**Data shown:**

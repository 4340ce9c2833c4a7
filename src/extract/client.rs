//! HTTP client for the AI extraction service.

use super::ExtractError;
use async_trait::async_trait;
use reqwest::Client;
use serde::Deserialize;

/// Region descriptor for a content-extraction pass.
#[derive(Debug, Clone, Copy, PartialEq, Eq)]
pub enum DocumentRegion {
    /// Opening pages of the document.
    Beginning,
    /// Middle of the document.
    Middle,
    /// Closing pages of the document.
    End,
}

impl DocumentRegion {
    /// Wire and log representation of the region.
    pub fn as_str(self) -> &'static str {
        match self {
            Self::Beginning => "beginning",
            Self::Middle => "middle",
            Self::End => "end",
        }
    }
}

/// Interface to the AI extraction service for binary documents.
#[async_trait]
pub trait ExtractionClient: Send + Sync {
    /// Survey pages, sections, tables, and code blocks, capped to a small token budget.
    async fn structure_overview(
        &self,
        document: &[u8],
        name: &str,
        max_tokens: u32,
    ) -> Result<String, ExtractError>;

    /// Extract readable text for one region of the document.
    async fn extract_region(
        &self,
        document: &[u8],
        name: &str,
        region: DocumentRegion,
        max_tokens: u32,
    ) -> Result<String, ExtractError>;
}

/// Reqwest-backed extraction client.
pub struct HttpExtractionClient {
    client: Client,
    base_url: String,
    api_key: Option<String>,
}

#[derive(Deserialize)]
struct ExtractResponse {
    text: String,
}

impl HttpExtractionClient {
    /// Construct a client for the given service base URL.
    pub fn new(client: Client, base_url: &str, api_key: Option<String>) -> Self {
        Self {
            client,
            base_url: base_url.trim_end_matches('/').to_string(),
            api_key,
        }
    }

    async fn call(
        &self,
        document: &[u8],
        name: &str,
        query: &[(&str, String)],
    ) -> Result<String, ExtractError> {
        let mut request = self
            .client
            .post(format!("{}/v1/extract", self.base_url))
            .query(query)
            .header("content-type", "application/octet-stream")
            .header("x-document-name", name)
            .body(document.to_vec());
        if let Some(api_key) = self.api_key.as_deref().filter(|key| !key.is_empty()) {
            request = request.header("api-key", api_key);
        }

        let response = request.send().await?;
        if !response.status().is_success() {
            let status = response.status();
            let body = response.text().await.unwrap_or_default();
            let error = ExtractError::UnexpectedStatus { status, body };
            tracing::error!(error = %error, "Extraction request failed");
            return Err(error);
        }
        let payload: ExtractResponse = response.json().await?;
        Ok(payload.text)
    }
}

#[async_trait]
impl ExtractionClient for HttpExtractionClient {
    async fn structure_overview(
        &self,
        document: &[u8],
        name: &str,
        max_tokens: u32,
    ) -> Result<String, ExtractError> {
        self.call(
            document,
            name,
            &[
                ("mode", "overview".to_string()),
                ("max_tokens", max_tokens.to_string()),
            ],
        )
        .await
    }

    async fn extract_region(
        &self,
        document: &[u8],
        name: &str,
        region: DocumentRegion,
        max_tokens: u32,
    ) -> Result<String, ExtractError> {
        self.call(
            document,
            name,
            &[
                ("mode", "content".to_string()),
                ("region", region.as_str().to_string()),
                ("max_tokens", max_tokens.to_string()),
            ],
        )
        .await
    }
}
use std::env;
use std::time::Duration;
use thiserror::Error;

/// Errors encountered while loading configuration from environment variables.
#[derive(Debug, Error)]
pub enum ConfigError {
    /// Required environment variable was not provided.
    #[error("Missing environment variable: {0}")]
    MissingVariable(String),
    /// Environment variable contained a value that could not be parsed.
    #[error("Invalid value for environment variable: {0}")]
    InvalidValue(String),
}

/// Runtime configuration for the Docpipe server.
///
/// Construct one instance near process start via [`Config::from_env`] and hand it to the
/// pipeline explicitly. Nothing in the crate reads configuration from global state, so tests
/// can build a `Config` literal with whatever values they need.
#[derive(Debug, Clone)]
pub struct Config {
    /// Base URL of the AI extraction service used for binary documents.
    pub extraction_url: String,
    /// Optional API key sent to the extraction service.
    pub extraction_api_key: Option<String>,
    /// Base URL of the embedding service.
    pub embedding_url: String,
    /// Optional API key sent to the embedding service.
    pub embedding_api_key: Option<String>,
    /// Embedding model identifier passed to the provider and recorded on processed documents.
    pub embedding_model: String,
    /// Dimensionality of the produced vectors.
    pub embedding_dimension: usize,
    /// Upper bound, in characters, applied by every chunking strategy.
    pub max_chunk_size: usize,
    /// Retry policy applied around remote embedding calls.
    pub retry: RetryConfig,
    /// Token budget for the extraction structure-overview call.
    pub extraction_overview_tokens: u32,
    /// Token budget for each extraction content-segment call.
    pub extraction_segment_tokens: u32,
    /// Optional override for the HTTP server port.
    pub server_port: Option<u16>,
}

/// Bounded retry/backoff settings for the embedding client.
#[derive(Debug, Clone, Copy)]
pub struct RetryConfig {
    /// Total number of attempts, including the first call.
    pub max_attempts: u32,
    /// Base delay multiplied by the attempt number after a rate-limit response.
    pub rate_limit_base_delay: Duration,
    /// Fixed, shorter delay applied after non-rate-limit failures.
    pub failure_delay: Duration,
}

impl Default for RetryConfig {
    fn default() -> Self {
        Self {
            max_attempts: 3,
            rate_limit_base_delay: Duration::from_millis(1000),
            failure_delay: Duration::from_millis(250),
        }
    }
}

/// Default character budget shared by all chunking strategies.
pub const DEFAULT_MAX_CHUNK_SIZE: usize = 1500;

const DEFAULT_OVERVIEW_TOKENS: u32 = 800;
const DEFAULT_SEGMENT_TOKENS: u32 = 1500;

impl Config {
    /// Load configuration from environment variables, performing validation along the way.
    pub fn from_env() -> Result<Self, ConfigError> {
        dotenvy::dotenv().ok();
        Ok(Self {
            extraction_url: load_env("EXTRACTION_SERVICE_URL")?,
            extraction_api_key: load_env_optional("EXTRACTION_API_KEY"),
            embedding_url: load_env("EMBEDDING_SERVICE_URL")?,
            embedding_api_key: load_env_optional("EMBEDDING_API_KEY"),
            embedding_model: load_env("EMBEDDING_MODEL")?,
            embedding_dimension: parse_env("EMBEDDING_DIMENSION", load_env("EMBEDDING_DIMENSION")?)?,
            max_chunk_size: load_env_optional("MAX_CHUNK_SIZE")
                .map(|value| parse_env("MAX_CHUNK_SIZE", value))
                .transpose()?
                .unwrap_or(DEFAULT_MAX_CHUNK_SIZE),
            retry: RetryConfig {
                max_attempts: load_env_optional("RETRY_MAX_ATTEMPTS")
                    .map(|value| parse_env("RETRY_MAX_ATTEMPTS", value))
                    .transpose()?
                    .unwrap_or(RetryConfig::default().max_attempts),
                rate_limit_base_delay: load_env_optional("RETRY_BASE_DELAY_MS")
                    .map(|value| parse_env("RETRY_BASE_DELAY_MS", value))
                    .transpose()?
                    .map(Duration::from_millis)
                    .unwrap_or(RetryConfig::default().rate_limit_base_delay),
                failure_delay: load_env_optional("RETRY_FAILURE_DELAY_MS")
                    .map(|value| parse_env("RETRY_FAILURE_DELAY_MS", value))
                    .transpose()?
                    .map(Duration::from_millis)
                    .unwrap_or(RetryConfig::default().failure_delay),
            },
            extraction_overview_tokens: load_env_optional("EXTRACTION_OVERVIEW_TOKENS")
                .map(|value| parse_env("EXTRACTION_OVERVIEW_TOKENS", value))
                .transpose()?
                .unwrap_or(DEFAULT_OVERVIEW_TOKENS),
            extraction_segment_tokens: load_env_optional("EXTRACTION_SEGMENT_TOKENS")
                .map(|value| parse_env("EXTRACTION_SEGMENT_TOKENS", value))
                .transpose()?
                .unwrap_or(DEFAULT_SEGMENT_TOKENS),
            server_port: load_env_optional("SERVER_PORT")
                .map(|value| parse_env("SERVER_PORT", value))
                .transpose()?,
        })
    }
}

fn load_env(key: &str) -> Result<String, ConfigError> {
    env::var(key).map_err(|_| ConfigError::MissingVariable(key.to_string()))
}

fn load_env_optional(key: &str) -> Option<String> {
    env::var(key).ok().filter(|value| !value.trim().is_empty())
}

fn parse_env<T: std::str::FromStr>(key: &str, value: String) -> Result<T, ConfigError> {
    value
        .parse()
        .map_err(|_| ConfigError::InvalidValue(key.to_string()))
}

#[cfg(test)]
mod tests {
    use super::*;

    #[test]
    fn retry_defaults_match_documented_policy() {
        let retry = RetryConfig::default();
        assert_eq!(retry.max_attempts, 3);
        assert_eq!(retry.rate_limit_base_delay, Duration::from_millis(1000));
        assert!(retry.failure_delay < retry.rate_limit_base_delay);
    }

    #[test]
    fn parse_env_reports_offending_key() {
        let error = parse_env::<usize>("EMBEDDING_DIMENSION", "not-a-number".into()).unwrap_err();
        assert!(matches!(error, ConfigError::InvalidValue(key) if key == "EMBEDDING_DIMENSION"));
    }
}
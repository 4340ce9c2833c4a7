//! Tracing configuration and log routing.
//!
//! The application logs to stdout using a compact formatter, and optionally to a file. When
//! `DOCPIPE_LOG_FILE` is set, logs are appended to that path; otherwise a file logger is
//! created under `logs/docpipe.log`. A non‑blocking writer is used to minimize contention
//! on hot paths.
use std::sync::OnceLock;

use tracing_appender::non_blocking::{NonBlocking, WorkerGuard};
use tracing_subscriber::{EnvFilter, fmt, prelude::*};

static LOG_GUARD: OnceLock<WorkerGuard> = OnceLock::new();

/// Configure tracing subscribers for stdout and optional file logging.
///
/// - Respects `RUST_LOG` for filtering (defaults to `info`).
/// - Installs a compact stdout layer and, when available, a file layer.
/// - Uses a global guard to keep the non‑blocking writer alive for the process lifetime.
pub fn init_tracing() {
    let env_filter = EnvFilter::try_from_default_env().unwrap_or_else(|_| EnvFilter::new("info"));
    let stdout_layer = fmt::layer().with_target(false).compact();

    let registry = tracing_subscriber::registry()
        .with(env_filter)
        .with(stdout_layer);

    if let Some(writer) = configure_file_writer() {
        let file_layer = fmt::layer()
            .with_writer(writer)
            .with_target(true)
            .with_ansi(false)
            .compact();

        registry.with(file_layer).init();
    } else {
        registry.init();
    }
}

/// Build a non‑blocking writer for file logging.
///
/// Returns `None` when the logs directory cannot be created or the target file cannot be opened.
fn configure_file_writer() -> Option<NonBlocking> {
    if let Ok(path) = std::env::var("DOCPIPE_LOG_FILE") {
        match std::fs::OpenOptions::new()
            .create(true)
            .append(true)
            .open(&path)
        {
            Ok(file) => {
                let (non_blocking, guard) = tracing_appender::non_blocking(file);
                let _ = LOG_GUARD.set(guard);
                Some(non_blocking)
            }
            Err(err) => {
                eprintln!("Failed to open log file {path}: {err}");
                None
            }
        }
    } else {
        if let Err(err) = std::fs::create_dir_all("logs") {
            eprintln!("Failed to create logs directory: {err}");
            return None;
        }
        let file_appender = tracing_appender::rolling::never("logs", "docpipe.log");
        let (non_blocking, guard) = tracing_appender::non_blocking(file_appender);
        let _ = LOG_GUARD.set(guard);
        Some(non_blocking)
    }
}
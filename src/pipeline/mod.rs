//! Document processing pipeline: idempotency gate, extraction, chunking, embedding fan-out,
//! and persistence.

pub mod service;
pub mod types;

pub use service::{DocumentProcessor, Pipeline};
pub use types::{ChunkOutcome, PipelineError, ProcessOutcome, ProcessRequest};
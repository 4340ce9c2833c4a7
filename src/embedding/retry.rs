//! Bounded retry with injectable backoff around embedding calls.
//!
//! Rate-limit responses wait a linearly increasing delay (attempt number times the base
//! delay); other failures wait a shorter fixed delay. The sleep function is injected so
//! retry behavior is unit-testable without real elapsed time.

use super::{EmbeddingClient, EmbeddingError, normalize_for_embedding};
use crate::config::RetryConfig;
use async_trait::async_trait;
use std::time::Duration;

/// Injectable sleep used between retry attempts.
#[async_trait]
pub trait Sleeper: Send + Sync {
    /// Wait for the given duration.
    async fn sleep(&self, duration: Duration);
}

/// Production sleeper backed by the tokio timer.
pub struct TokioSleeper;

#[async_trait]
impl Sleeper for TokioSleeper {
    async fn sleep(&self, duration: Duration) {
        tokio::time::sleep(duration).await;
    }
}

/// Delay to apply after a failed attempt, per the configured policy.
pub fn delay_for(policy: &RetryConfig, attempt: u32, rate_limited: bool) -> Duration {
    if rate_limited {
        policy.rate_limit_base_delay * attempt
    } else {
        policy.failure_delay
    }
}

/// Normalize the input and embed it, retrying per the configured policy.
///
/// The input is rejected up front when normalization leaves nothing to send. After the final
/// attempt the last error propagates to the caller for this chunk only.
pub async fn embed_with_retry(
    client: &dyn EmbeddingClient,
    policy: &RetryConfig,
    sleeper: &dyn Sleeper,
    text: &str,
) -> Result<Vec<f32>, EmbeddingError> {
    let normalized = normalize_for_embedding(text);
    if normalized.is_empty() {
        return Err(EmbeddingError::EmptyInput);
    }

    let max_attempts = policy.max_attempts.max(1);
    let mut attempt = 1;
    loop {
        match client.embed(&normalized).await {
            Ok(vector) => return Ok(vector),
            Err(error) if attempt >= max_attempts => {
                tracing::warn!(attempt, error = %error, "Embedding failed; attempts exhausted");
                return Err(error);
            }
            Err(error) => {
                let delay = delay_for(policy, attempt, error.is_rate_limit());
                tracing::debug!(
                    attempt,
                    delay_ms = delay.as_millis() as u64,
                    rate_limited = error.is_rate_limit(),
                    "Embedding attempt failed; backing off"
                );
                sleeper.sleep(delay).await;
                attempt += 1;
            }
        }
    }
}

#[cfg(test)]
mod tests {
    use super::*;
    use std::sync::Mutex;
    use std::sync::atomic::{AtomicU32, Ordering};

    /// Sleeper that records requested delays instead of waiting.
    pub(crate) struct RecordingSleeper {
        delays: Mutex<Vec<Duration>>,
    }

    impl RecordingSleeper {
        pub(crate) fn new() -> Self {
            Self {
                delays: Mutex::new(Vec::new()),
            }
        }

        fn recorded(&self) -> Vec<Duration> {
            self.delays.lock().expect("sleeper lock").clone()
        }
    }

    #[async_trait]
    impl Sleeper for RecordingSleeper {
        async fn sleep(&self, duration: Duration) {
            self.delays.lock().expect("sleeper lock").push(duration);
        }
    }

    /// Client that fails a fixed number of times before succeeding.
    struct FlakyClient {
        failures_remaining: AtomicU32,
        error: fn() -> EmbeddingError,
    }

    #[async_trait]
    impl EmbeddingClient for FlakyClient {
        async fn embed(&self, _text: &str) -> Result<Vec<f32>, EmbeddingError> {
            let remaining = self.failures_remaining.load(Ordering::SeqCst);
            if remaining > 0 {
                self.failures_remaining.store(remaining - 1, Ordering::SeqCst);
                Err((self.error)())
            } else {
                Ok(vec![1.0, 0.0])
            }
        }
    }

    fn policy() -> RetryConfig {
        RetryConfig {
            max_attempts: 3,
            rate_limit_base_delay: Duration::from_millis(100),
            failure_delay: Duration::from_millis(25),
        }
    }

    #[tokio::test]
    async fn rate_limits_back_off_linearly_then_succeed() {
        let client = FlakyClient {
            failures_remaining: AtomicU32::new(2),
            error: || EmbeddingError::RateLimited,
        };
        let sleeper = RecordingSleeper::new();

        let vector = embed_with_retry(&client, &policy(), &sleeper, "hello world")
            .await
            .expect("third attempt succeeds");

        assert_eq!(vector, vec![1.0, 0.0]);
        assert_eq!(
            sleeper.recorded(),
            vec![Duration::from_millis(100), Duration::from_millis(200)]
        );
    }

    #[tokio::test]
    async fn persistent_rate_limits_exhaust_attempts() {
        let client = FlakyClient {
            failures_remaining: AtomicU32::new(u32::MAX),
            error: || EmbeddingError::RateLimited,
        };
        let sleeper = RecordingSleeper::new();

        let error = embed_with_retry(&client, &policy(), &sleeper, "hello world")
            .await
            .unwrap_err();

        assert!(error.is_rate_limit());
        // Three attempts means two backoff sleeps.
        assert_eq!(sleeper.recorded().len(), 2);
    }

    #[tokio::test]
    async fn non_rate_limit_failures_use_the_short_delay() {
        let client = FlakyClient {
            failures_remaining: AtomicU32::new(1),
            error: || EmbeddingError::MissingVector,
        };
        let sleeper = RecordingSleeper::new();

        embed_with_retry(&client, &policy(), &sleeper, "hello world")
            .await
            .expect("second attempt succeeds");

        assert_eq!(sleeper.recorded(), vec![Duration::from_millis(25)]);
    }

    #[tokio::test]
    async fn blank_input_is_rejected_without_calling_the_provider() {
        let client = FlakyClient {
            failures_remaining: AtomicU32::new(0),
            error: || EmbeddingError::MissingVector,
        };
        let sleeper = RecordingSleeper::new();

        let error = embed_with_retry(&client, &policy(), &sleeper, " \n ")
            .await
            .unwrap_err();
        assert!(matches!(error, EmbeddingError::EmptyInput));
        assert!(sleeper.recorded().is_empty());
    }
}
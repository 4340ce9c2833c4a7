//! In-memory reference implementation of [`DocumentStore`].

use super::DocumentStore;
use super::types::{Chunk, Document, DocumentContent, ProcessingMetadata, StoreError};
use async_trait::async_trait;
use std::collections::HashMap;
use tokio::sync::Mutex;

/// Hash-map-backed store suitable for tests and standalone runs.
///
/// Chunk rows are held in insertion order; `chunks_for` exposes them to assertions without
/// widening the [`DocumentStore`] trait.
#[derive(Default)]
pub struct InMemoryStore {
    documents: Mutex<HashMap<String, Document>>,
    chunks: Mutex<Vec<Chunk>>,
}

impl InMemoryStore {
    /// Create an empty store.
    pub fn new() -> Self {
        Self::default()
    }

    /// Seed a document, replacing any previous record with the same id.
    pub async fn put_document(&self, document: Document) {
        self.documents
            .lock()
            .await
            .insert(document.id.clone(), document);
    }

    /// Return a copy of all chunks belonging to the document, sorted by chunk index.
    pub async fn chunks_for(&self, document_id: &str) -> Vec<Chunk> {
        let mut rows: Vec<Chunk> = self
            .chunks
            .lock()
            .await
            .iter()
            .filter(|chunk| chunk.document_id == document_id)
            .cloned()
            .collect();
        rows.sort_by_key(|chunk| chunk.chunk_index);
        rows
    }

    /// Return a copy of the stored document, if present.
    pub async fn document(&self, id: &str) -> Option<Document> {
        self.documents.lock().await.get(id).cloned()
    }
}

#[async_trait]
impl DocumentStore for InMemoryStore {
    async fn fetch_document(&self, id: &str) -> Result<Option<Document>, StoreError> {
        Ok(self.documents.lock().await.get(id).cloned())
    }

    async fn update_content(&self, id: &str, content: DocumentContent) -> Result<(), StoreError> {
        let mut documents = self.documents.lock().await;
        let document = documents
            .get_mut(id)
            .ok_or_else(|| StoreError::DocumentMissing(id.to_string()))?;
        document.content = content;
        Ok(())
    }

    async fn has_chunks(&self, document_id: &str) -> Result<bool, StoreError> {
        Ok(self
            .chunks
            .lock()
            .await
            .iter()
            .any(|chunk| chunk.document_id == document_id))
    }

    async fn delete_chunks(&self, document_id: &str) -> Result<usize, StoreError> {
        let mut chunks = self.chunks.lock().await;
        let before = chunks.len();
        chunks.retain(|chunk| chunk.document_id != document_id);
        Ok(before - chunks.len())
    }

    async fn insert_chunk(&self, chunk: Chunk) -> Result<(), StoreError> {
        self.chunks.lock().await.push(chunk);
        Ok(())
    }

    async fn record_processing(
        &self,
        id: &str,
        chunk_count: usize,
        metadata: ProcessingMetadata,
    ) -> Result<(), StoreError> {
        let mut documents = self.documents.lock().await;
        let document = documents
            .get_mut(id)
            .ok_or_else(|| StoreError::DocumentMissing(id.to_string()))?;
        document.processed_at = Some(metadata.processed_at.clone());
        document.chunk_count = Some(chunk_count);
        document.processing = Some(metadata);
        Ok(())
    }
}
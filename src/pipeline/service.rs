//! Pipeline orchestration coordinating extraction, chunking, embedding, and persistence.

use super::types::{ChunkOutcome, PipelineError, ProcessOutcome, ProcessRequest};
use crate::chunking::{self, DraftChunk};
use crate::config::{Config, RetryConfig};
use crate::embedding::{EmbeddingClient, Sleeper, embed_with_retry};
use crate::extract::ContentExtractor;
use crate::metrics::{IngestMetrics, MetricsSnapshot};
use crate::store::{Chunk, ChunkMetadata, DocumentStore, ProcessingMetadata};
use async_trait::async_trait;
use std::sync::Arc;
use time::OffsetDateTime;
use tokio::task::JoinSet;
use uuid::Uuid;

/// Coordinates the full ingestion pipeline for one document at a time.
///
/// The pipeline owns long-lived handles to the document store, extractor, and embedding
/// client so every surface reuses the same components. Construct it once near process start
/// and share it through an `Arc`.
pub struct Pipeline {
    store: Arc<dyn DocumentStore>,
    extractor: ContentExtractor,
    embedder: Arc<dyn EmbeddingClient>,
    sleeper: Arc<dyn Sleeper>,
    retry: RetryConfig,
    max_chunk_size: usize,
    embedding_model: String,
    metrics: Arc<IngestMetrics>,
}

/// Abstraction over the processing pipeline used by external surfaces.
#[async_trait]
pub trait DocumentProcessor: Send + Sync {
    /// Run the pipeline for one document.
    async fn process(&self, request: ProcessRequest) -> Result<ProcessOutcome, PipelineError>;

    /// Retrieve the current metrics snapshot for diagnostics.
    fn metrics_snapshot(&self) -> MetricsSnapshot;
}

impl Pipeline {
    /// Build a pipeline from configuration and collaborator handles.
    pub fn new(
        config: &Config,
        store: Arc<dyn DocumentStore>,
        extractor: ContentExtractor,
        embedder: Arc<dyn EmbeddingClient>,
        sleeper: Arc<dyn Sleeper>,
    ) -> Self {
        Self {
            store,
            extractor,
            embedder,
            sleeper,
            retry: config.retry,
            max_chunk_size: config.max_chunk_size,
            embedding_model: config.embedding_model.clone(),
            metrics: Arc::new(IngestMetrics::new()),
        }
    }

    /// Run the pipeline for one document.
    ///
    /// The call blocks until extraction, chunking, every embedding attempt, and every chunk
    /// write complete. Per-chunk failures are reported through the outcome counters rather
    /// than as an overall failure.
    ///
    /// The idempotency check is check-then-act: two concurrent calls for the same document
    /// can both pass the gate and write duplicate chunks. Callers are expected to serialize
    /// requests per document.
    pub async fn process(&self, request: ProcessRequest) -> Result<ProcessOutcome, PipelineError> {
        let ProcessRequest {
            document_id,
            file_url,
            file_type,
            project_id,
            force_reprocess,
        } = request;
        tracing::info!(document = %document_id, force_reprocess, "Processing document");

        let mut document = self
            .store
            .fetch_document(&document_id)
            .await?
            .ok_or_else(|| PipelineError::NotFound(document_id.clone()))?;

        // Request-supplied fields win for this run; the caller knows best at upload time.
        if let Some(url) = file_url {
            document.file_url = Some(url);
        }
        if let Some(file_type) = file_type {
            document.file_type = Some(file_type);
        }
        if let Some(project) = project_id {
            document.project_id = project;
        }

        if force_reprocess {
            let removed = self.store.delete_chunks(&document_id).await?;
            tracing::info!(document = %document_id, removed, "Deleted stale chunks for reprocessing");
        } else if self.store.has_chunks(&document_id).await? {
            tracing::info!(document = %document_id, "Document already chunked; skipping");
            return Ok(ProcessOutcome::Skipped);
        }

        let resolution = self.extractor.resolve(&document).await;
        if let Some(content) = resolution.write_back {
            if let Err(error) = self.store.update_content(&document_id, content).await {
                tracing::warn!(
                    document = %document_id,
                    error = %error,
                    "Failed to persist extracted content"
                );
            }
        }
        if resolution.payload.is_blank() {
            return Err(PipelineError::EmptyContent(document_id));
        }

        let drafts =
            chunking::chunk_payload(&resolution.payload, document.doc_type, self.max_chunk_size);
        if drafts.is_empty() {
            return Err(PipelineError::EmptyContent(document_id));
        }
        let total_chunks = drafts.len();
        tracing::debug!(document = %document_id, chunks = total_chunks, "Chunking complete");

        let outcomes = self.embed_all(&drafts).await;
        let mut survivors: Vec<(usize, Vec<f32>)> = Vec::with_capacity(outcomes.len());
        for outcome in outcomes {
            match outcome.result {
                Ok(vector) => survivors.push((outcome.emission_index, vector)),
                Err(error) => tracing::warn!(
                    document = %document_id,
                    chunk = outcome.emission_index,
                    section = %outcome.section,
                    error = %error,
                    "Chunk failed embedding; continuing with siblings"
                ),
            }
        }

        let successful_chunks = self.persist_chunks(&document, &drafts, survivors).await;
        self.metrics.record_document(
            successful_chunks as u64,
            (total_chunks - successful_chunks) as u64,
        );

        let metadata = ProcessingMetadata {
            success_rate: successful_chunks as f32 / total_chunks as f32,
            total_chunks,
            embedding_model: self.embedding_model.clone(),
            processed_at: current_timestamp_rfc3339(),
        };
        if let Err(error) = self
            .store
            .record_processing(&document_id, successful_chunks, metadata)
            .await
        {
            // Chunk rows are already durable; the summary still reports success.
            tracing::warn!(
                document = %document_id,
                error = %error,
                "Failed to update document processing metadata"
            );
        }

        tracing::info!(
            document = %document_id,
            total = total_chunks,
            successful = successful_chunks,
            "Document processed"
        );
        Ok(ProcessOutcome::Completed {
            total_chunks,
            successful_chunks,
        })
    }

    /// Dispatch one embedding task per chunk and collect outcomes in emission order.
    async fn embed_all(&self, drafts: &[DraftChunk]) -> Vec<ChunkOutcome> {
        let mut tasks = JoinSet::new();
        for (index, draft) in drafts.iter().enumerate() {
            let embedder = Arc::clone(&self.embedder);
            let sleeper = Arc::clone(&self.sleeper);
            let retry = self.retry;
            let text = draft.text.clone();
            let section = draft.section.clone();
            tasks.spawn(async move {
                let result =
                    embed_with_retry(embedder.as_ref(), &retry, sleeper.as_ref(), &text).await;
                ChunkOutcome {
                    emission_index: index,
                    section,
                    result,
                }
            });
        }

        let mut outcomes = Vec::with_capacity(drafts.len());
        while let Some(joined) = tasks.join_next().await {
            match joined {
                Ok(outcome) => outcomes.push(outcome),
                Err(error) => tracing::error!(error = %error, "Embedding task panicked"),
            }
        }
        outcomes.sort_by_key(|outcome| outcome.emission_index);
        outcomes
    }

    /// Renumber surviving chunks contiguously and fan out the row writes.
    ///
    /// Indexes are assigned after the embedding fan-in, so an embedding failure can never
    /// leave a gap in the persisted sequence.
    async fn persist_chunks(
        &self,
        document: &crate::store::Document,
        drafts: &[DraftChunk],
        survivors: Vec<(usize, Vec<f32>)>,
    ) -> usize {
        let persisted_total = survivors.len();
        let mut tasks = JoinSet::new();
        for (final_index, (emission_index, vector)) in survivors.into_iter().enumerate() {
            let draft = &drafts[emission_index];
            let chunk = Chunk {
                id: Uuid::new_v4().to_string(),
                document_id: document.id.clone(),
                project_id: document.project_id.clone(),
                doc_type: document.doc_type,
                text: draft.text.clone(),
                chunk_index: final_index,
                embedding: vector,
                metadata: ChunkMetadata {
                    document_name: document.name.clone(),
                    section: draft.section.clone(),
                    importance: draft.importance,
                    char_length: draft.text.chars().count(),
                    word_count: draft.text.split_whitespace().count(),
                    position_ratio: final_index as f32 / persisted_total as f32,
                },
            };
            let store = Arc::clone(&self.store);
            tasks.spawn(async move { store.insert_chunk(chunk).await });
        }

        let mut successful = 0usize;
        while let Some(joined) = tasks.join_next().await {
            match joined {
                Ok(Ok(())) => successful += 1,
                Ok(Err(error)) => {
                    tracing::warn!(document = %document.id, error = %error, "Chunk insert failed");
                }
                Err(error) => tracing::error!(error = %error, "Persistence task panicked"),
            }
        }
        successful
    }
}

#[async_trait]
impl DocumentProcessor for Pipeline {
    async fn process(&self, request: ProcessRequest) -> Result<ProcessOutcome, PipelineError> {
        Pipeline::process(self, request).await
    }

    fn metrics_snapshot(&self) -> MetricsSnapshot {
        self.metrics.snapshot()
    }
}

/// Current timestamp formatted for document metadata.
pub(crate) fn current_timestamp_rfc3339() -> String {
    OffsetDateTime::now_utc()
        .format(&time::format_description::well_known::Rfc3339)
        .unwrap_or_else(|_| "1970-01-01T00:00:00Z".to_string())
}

**Activity:** Number of lines containing "bool" in the material above: give that number alone.

**Exercise answer:** 2